Assignment:
The answer must be a single number: how many lines of the records below contain "prelude".

[Dataset entries — start]

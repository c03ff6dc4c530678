//! Priority of uncontracted nodes, and a min-heap over it that tolerates
//! stale entries instead of supporting decrease-key.
use std::cmp::Reverse;
use std::collections::BinaryHeap;

use crate::graph::NodeIndex;
use crate::overlay::OverlayStore;

/// `in_deg(v) * out_deg(v) + out_deg(v)`, counting only arcs to currently
/// uncontracted neighbors.
pub(crate) fn importance(overlay: &OverlayStore, is_contracted: &[bool], v: NodeIndex) -> i64 {
    let in_deg = overlay
        .incoming(v)
        .iter()
        .filter(|a| !is_contracted[a.neighbor.index()])
        .count() as i64;
    let out_deg = overlay
        .outgoing(v)
        .iter()
        .filter(|a| !is_contracted[a.neighbor.index()])
        .count() as i64;
    in_deg * out_deg + out_deg
}

/// Min-heap of `(importance, node)`, tie-broken by node id. Updates are
/// lazy: callers push a fresh entry instead of decreasing a key, and skip
/// stale pops by recomputing importance on the read side.
pub(crate) struct ImportanceHeap {
    heap: BinaryHeap<Reverse<(i64, NodeIndex)>>,
}

impl ImportanceHeap {
    pub(crate) fn new() -> Self {
        ImportanceHeap { heap: BinaryHeap::new() }
    }

    pub(crate) fn push(&mut self, importance: i64, node: NodeIndex) {
        self.heap.push(Reverse((importance, node)));
    }

    pub(crate) fn pop(&mut self) -> Option<(i64, NodeIndex)> {
        self.heap.pop().map(|Reverse(pair)| pair)
    }
}

#[cfg(test)]
mod tests {
    use super::*;
    use crate::graph::{node_index, Graph};

    #[test]
    fn importance_counts_only_uncontracted_neighbors() {
        let g = Graph::from_edges(3, &[
            (node_index(0), node_index(1), 1.0),
            (node_index(2), node_index(1), 1.0),
            (node_index(1), node_index(0), 1.0),
        ]);
        let overlay = OverlayStore::seed_from_graph(&g);
        let mut contracted = vec![false; 3];

        // node 1: in_deg=2 (0,2), out_deg=1 (0) -> 2*1+1 = 3
        assert_eq!(importance(&overlay, &contracted, node_index(1)), 3);

        contracted[2] = true;
        // node 1: in_deg=1 (0), out_deg=1 (0) -> 1*1+1 = 2
        assert_eq!(importance(&overlay, &contracted, node_index(1)), 2);
    }

    #[test]
    fn heap_pops_in_ascending_then_node_id_order() {
        let mut heap = ImportanceHeap::new();
        heap.push(5, node_index(2));
        heap.push(5, node_index(1));
        heap.push(1, node_index(0));

        assert_eq!(heap.pop(), Some((1, node_index(0))));
        assert_eq!(heap.pop(), Some((5, node_index(1))));
        assert_eq!(heap.pop(), Some((5, node_index(2))));
        assert_eq!(heap.pop(), None);
    }
}
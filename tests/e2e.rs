//! End-to-end scenarios: both preprocessing strategies must agree with
//! a plain reference Dijkstra over the original input graph, on every
//! literal fixture plus a randomized sweep over a denser graph.
use approx::assert_abs_diff_eq;
use proptest::prelude::*;

use ch_engine::prelude::*;
use ch_engine::search::dijkstra;
use ch_engine::util::test_graphs;

fn assert_matches_dijkstra(g: &Graph) {
    for preproc in [preprocess_bottom_up(g), preprocess_top_down(g)] {
        for s in 0..g.num_nodes() {
            for t in 0..g.num_nodes() {
                let s = node_index(s);
                let t = node_index(t);
                let expected = dijkstra::shortest_path(g, s, t);
                let actual = query(&preproc, s, t);
                if expected.is_finite() {
                    assert_abs_diff_eq!(actual, expected, epsilon = 1e-9);
                } else {
                    assert!(actual.is_infinite(), "expected no path from {:?} to {:?}", s, t);
                }
            }
        }
    }
}

#[test]
fn triangle_scenario() {
    assert_matches_dijkstra(&test_graphs::triangle());
}

#[test]
fn line_scenario() {
    assert_matches_dijkstra(&test_graphs::line(10));
}

#[test]
fn diamond_with_detour_scenario() {
    assert_matches_dijkstra(&test_graphs::diamond_with_detour());
}

#[test]
fn isolated_sink_scenario() {
    assert_matches_dijkstra(&test_graphs::isolated_sink());
}

#[test]
fn zero_weight_chain_scenario() {
    assert_matches_dijkstra(&test_graphs::zero_weight_chain());
}

#[test]
fn simple_graph_with_witness_structure() {
    assert_matches_dijkstra(&test_graphs::generate_simple_graph());
}

proptest! {
    #[test]
    fn bottom_up_matches_dijkstra_on_complex_graph(s in 0usize..11, t in 0usize..11) {
        let g = test_graphs::generate_complex_graph();
        let preproc = preprocess_bottom_up(&g);
        let expected = dijkstra::shortest_path(&g, node_index(s), node_index(t));
        let actual = query(&preproc, node_index(s), node_index(t));
        if expected.is_finite() {
            assert_abs_diff_eq!(actual, expected, epsilon = 1e-9);
        } else {
            prop_assert!(actual.is_infinite());
        }
    }

    #[test]
    fn top_down_matches_dijkstra_on_complex_graph(s in 0usize..11, t in 0usize..11) {
        let g = test_graphs::generate_complex_graph();
        let preproc = preprocess_top_down(&g);
        let expected = dijkstra::shortest_path(&g, node_index(s), node_index(t));
        let actual = query(&preproc, node_index(s), node_index(t));
        if expected.is_finite() {
            assert_abs_diff_eq!(actual, expected, epsilon = 1e-9);
        } else {
            prop_assert!(actual.is_infinite());
        }
    }
}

[Dataset entries — finish]

Solution for this task:
2